WHAT YOU WILL DO |
Read the lines of the data below and retrieve those with "carol".

DATA FOR PROCESSING |
- Opening Delimiter -

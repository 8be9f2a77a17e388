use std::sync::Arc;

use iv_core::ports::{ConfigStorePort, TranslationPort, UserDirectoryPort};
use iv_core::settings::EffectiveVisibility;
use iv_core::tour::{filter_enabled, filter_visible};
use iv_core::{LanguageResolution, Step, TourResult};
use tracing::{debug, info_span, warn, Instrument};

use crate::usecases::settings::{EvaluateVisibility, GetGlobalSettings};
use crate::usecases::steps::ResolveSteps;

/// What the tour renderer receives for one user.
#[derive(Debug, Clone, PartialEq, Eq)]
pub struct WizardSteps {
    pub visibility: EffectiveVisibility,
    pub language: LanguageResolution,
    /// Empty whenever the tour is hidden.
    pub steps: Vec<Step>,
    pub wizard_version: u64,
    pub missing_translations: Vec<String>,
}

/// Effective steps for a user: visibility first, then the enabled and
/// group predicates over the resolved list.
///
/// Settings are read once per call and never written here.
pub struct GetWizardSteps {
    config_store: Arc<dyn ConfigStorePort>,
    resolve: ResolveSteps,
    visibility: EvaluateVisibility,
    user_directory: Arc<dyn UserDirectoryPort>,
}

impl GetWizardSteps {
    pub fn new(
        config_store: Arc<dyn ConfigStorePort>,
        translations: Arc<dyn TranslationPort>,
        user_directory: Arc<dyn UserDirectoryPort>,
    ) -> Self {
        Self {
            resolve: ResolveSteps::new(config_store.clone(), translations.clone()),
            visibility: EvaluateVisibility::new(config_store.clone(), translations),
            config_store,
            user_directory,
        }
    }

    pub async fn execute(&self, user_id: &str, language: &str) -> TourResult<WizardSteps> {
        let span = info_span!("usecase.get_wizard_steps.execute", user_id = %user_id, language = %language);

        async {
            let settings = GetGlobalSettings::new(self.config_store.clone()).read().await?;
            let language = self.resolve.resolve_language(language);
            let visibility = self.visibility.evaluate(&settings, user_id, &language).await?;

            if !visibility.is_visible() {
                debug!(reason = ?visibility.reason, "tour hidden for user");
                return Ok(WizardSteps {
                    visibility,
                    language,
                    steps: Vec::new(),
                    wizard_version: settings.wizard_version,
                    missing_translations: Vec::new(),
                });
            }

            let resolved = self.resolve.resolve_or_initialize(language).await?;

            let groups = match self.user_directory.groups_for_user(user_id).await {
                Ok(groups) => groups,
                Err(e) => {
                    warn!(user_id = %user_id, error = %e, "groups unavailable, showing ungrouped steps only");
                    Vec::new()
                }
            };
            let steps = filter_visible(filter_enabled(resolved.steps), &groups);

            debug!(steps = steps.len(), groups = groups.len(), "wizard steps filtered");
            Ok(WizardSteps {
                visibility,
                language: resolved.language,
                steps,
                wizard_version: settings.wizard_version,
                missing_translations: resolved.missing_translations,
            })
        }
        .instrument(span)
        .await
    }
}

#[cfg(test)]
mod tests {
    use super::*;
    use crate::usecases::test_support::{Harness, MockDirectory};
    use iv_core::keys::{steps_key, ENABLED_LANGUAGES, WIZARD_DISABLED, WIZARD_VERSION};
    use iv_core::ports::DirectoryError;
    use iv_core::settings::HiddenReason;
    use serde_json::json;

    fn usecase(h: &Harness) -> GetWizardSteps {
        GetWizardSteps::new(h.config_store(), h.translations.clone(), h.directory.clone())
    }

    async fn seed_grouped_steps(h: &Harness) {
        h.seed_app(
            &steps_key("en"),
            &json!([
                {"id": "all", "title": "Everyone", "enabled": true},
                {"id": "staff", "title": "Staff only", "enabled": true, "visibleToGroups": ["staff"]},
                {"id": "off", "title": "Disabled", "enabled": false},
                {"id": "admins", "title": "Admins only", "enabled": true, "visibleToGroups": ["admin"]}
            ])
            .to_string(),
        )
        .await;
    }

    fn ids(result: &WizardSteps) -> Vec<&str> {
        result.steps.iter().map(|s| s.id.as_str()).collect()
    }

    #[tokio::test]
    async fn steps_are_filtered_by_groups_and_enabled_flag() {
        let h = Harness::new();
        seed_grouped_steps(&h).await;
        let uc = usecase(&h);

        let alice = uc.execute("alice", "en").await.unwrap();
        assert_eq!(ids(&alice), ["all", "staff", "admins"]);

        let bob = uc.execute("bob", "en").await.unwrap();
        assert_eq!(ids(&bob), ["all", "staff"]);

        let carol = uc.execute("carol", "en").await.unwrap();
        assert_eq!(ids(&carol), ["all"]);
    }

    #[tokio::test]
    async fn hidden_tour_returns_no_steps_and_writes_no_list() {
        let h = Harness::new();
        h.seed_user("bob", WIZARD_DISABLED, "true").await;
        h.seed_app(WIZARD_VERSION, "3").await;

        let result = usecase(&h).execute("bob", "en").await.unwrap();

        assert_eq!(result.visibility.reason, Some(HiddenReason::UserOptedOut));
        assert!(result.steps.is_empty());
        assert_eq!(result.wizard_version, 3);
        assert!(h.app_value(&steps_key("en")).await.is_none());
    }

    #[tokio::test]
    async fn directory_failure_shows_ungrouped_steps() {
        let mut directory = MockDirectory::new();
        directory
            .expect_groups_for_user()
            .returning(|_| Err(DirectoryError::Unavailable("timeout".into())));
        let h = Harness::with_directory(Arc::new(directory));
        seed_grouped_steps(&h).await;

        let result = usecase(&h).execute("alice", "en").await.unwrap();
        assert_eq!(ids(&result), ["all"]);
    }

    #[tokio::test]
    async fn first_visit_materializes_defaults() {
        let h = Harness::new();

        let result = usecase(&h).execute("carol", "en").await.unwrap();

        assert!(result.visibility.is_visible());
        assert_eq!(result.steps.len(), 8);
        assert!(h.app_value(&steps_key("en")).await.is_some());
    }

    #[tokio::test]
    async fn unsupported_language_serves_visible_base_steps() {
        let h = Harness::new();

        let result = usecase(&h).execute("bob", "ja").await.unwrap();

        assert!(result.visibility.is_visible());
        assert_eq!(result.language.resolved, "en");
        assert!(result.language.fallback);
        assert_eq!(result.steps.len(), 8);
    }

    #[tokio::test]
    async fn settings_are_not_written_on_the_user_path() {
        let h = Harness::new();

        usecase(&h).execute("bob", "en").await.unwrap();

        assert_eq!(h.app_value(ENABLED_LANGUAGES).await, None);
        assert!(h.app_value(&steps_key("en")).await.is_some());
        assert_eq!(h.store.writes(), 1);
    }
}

- Closing Delimiter -

RESULT OF THE TASK |
        let carol = uc.execute("carol", "en").await.unwrap();
        assert_eq!(ids(&carol), ["all"]);
        let result = usecase(&h).execute("carol", "en").await.unwrap();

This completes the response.